I continued to feel this way upon returning home so I scheduled two appointments. One with Frankenstein and one with my general doctor. Frankenstein decided to switch my prescription to 10mg of Pexeva (Paxil). Not until a few weeks after this did I discover that my father was on Paxil when he committed suicide...that would have been nice to know, and perhaps a good psychiatrist may have investigated that as well.


I presented my testosterone results to my general doctor and he agreed that the level was low enough to warrant treatment. So he prescribed a 1ML once a month testosterone injection. I was tentative about this (just a gut feeling) so I just got the prescription filled, but didn't get the actual injection.


On December 30th the suicide ideations, my kryptonite, and a complete disconnection from my surroundings prompted me to try the testosterone injection.
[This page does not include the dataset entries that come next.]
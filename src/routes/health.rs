use axum::{extract::State, Json};
use serde::Serialize;

use crate::state::AppState;

#[derive(Debug, Serialize)]
pub struct HealthResponse {
    pub status: &'static str,
    pub extraction: bool,
    pub push: bool,
}

pub async fn health_check(State(state): State<AppState>) -> Json<HealthResponse> {
    Json(HealthResponse {
        status: "ok",
        extraction: state.extractor.is_some(),
        push: state.push.is_configured(),
    })
}
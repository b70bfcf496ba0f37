use std::sync::Arc;

use anyhow::Context;
use tokio::net::TcpListener;
use tracing_subscriber::EnvFilter;

use jobtracker::{config::AppConfig, db, routes, state::AppState, PgStore};

#[tokio::main]
async fn main() -> anyhow::Result<()> {
    dotenv::dotenv().ok();
    init_tracing();

    let config = AppConfig::from_env()?;
    tracing::info!(
        component = "api",
        database_url = %config.redacted_database_url(),
        pool_size = config.database_max_pool_size,
        gemini_enabled = config.gemini.api_key.is_some(),
        push_enabled = config.push.vapid_private_key.is_some(),
        "loaded backend configuration"
    );

    let pool = db::init_pool_with_size(&config.database_url, config.database_max_pool_size)?;
    let applied = db::run_migrations(&pool)?;
    if applied > 0 {
        tracing::info!(applied, "applied pending migrations");
    }

    let addr = format!("{}:{}", config.server_host, config.server_port);
    let store = Arc::new(PgStore::new(pool));
    let state = AppState::from_config(store, config)?;
    let app = routes::create_router(state);

    let listener = TcpListener::bind(&addr)
        .await
        .with_context(|| format!("failed to bind {addr}"))?;
    tracing::info!(%addr, "listening");
    axum::serve(listener, app)
        .with_graceful_shutdown(shutdown_signal())
        .await
        .context("server error")?;

    Ok(())
}

async fn shutdown_signal() {
    if let Err(err) = tokio::signal::ctrl_c().await {
        tracing::warn!(error = %err, "failed to listen for shutdown signal");
        return;
    }
    tracing::info!("api received shutdown signal");
}

fn init_tracing() {
    let filter = EnvFilter::try_from_default_env().unwrap_or_else(|_| EnvFilter::new("info"));
    tracing_subscriber::fmt()
        .with_env_filter(filter)
        .with_target(false)
        .compact()
        .init();
}
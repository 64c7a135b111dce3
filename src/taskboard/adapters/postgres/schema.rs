//! Diesel schema for taskboard persistence.

diesel::table! {
    /// One taskboard row per `(user, form type, date)`.
    ///
    /// At-most-one per key is maintained by the synchronizer's
    /// find-before-insert; the table carries no unique constraint beyond
    /// the composite primary key, mirroring the hosted backend.
    taskboard_records (user_id, form_type, date) {
        /// Owning user identifier.
        user_id -> Uuid,
        /// Form type storage string.
        #[max_length = 50]
        form_type -> Varchar,
        /// Form date storage key (`YYYY-MM-DD`).
        #[max_length = 10]
        date -> Varchar,
        /// Turn metadata per shift.
        turn_data -> Jsonb,
        /// Task values per shift.
        tasks -> Jsonb,
        /// Ad-hoc processing rows.
        table_rows -> Jsonb,
        /// Last-viewed shift tab.
        #[max_length = 10]
        active_tab -> Nullable<Varchar>,
        /// Creation timestamp.
        created_at -> Timestamptz,
        /// Last update timestamp.
        updated_at -> Timestamptz,
    }
}

diesel::table! {
    /// System-wide processing log, append-only.
    processing_log (id) {
        /// Entry identifier.
        id -> Uuid,
        /// Timestamp the entry was logged at.
        logged_at -> Timestamptz,
        /// Processing time as entered on the form.
        #[max_length = 20]
        entry_time -> Varchar,
        /// Task description.
        #[max_length = 255]
        task_label -> Varchar,
        /// System the operation ran against.
        #[max_length = 100]
        system_name -> Varchar,
        /// Operation number; deliberately not unique (see port docs).
        #[max_length = 50]
        operation_number -> Nullable<Varchar>,
        /// Executing operator.
        #[max_length = 100]
        executed_by -> Varchar,
        /// Dashboard category tag.
        #[max_length = 50]
        category_tag -> Varchar,
    }
}
//! Edit-coalescing policy tests.

use super::support::ManualClock;
use crate::taskboard::services::SyncDebounce;
use chrono::TimeDelta;
use rstest::{fixture, rstest};

#[fixture]
fn clock() -> ManualClock {
    ManualClock::fixed()
}

#[rstest]
fn fresh_policy_has_nothing_to_flush(clock: ManualClock) {
    let mut debounce = SyncDebounce::with_default_window();

    assert!(!debounce.is_dirty());
    assert!(!debounce.flush_due(&clock));
}

#[rstest]
fn flush_is_not_due_inside_the_quiet_window(clock: ManualClock) {
    let mut debounce = SyncDebounce::with_default_window();
    debounce.note_edit(&clock);

    clock.advance(TimeDelta::milliseconds(SyncDebounce::DEFAULT_WINDOW_MS - 1));

    assert!(!debounce.flush_due(&clock));
    assert!(debounce.is_dirty());
}

#[rstest]
fn flush_becomes_due_after_the_quiet_window(clock: ManualClock) {
    let mut debounce = SyncDebounce::with_default_window();
    debounce.note_edit(&clock);

    clock.advance(TimeDelta::milliseconds(SyncDebounce::DEFAULT_WINDOW_MS));

    assert!(debounce.flush_due(&clock));
    assert!(!debounce.is_dirty());
    assert!(!debounce.flush_due(&clock), "a flush fires once per window");
}

#[rstest]
fn a_later_edit_restarts_the_window(clock: ManualClock) {
    let mut debounce = SyncDebounce::new(TimeDelta::milliseconds(500));
    debounce.note_edit(&clock);

    clock.advance(TimeDelta::milliseconds(400));
    debounce.note_edit(&clock);
    clock.advance(TimeDelta::milliseconds(400));

    assert!(!debounce.flush_due(&clock));
    clock.advance(TimeDelta::milliseconds(100));
    assert!(debounce.flush_due(&clock));
}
On December 31st I didn't think my situation could get any worse, but it did. What does depression feel like to me? Imagine having the worst hangover of your life, except it won't go away. Imagine being in a small tunnel that has no light and as you approach either end of the tunnel it gets smaller and smaller, but the entrance and exit are closed. Imagine being in a deep well that the water in the bottom of it is too deep to stand in and have your head out of the water. The sides of the well are dirt/mud and as you try to climb out it's too slippery for a hand or foot hold and you have to revert back to treading water.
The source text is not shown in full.